Chavez, on the second stop of a four-nation swing, said his country may invest in an Uruguayan plant to regasify liquid natural gas from Venezuela. He made a similar proposal this week in Argentina.
The Venezuelan leader has been offering oil or natural gas to energy-hungry South American neighbors, in an effort to counter Washington’s influence in the region.
“We’re talking about a regasification plant here too, another in Argentina, where the three countries could converge,” Chavez told reporters in Montevideo.
Uruguay, a largely agricultural-exporting country of 3.3 million people wedged between Argentina and Brazil, imports all of its gas and oil supplies, some of which Venezuela provides at cut-rate prices.
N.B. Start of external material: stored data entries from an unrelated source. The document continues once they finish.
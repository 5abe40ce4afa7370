//! Zeroize-on-drop secret wrapper.

use zeroize::Zeroizing;

/// A string holding credential material.
///
/// The inner buffer is zeroed when the value is dropped. `Debug` and
/// `Display` never print the content, and the type deliberately does not
/// implement `Serialize`, so a secret cannot reach a wire payload or a log
/// line by accident. Access goes through [`SecretString::expose`].
#[derive(Clone)]
pub struct SecretString(Zeroizing<String>);

impl SecretString {
    /// Wrap a plaintext secret.
    #[must_use]
    pub fn new(value: impl Into<String>) -> Self {
        Self(Zeroizing::new(value.into()))
    }

    /// Borrow the plaintext.
    #[must_use]
    pub fn expose(&self) -> &str {
        &self.0
    }

    /// Whether the secret is empty.
    #[must_use]
    pub fn is_empty(&self) -> bool {
        self.0.is_empty()
    }

    /// Short keyed-hash fingerprint for logs and status displays.
    ///
    /// Safe to print: eight hex characters of a one-way hash.
    #[must_use]
    pub fn fingerprint(&self) -> String {
        let digest = blake3::hash(self.0.as_bytes());
        hex::encode(&digest.as_bytes()[..4])
    }
}

impl From<String> for SecretString {
    fn from(value: String) -> Self {
        Self::new(value)
    }
}

impl From<&str> for SecretString {
    fn from(value: &str) -> Self {
        Self::new(value)
    }
}

impl std::fmt::Debug for SecretString {
    fn fmt(&self, f: &mut std::fmt::Formatter<'_>) -> std::fmt::Result {
        f.debug_struct("SecretString")
            .field("len", &self.0.len())
            .finish_non_exhaustive()
    }
}

impl std::fmt::Display for SecretString {
    fn fmt(&self, f: &mut std::fmt::Formatter<'_>) -> std::fmt::Result {
        f.write_str("[redacted]")
    }
}

/// Deserializes from a plain string so request payloads can carry keys and
/// unlock secrets; the reverse direction is intentionally unimplemented.
impl<'de> serde::Deserialize<'de> for SecretString {
    fn deserialize<D: serde::Deserializer<'de>>(deserializer: D) -> Result<Self, D::Error> {
        let raw = <String as serde::Deserialize>::deserialize(deserializer)?;
        Ok(Self::new(raw))
    }
}

#[cfg(test)]
mod tests {
    use super::*;

    #[test]
    fn test_debug_redacts() {
        let secret = SecretString::new("sk-ant-very-secret");
        let rendered = format!("{secret:?} {secret}");
        assert!(!rendered.contains("sk-ant"));
        assert!(rendered.contains("[redacted]"));
    }

    #[test]
    fn test_expose_round_trip() {
        let secret = SecretString::new("abc");
        assert_eq!(secret.expose(), "abc");
        assert!(!secret.is_empty());
    }

    #[test]
    fn test_fingerprint_is_stable_and_short() {
        let a = SecretString::new("key-1");
        let b = SecretString::new("key-1");
        let c = SecretString::new("key-2");
        assert_eq!(a.fingerprint(), b.fingerprint());
        assert_ne!(a.fingerprint(), c.fingerprint());
        assert_eq!(a.fingerprint().len(), 8);
    }
}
A regasification plant in Uruguay could require a $1 billion investment and generate 10 million cubic meters of natural gas a day, said Daniel Martinez, the head of Uruguayan state energy company ANCAP.
Venezuela on Monday signed an agreement to study construction of a regasification plant on the Atlantic coast of Argentina, which has been weathering an energy crisis.
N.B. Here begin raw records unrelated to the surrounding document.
//! The `billing` namespace.

use std::sync::Arc;

use chrono::{DateTime, Utc};
use relay_core::{BalancePool, GatewayResult, RequestContext, UserId};
use relay_ledger::{BalanceSummary, PlanOutcome, UsageAnalytics};
use relay_storage::UsageEvent;
use serde::{Deserialize, Serialize};

use super::{Empty, Procedure, ProcedureRegistry, RateClass, wrap};
use crate::error::from_ledger;
use crate::state::Gateway;

pub(super) fn register(registry: &mut ProcedureRegistry) {
    registry.add(Procedure {
        name: "billing.getTokenBalance",
        description: "The caller's token balance",
        auth_required: true,
        admin_only: false,
        mutation: false,
        rate_class: RateClass::Standard,
        handler: wrap(get_token_balance),
    });
    registry.add(Procedure {
        name: "billing.getUsageHistory",
        description: "Paged usage history, most recent first",
        auth_required: true,
        admin_only: false,
        mutation: false,
        rate_class: RateClass::Standard,
        handler: wrap(get_usage_history),
    });
    registry.add(Procedure {
        name: "billing.getUsageAnalytics",
        description: "Aggregated usage over a trailing window",
        auth_required: true,
        admin_only: false,
        mutation: false,
        rate_class: RateClass::Standard,
        handler: wrap(get_usage_analytics),
    });
    registry.add(Procedure {
        name: "billing.planConsumption",
        description: "Dry-run a reservation without allocating",
        auth_required: true,
        admin_only: false,
        mutation: false,
        rate_class: RateClass::Standard,
        handler: wrap(plan_consumption),
    });
    registry.add(Procedure {
        name: "billing.grantTokens",
        description: "Credit tokens to a user's balance pool",
        auth_required: true,
        admin_only: true,
        mutation: true,
        rate_class: RateClass::Standard,
        handler: wrap(grant_tokens),
    });
}

async fn get_token_balance(
    gateway: Arc<Gateway>,
    ctx: RequestContext,
    _input: Empty,
) -> GatewayResult<BalanceSummary> {
    let user = ctx.require_user()?;
    gateway.ledger.balance(user).await.map_err(from_ledger)
}

#[derive(Debug, Deserialize)]
#[serde(rename_all = "camelCase", default)]
struct HistoryInput {
    limit: usize,
    /// Events strictly older than this timestamp.
    cursor: Option<DateTime<Utc>>,
}

impl Default for HistoryInput {
    fn default() -> Self {
        Self {
            limit: 50,
            cursor: None,
        }
    }
}

#[derive(Debug, Serialize)]
#[serde(rename_all = "camelCase")]
struct HistoryPage {
    events: Vec<UsageEvent>,
    /// Pass back as `cursor` to fetch the next page.
    next_cursor: Option<DateTime<Utc>>,
}

async fn get_usage_history(
    gateway: Arc<Gateway>,
    ctx: RequestContext,
    input: HistoryInput,
) -> GatewayResult<HistoryPage> {
    let user = ctx.require_user()?;
    let limit = input.limit.clamp(1, 500);
    let events = gateway
        .ledger
        .history(user, limit, input.cursor)
        .await
        .map_err(from_ledger)?;
    let next_cursor = (events.len() == limit)
        .then(|| events.last().map(|e| e.occurred_at))
        .flatten();
    Ok(HistoryPage {
        events,
        next_cursor,
    })
}

#[derive(Debug, Deserialize)]
#[serde(rename_all = "camelCase", default)]
struct AnalyticsInput {
    days: u32,
    include_history: bool,
}

impl Default for AnalyticsInput {
    fn default() -> Self {
        Self {
            days: 30,
            include_history: false,
        }
    }
}

async fn get_usage_analytics(
    gateway: Arc<Gateway>,
    ctx: RequestContext,
    input: AnalyticsInput,
) -> GatewayResult<UsageAnalytics> {
    let user = ctx.require_user()?;
    gateway
        .ledger
        .analytics(user, input.days.clamp(1, 365), input.include_history)
        .await
        .map_err(from_ledger)
}

#[derive(Debug, Deserialize)]
#[serde(rename_all = "camelCase")]
struct PlanInput {
    estimated_tokens: u64,
    #[serde(default)]
    has_api_key: bool,
}

async fn plan_consumption(
    gateway: Arc<Gateway>,
    ctx: RequestContext,
    input: PlanInput,
) -> GatewayResult<PlanOutcome> {
    let user = ctx.require_user()?;
    gateway
        .ledger
        .plan(user, input.estimated_tokens, input.has_api_key)
        .await
        .map_err(from_ledger)
}

#[derive(Debug, Deserialize)]
#[serde(rename_all = "camelCase")]
struct GrantInput {
    user: UserId,
    tokens: i64,
    pool: BalancePool,
}

async fn grant_tokens(
    gateway: Arc<Gateway>,
    _ctx: RequestContext,
    input: GrantInput,
) -> GatewayResult<BalanceSummary> {
    gateway.ensure_user(&input.user).await?;
    gateway
        .ledger
        .grant(&input.user, input.tokens, input.pool)
        .await
        .map_err(from_ledger)
}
Argentine President Nestor Kirchner, a Chavez ally, has been forced to ration supplies to businesses as annual economic growth of more than 8 percent in the last four years has increased demand.
In Argentina, Chavez also announced Venezuela bought $500 million worth of Argentine debt -- the latest in a string of purchases totaling more than $5 billion in the last two years.
Chavez was scheduled to travel to Ecuador and then on to Bolivia, where Venezuela’s state oil company PDVSA plans joint projects with its smaller Bolivian counterpart, YPFB.
Bolivian President Evo Morales said the two countries would launch joint oil and electrical companies this week with an initial investment of at least $670 million.
Chavez said the Argentine and Uruguayan plant proposals were being made since talks on a mammoth gas pipeline running the length of South America had gone “on recess.”
“We had been advancing rapidly in the last two years (on this) and suddenly the meetings ended ... We hope they resume. We are proposing a southern gas line to bring Venezuelan gas through Brazil to Uruguay, Argentina and Paraguay,” Chavez said. “Venezuela has gas to last 150 years.”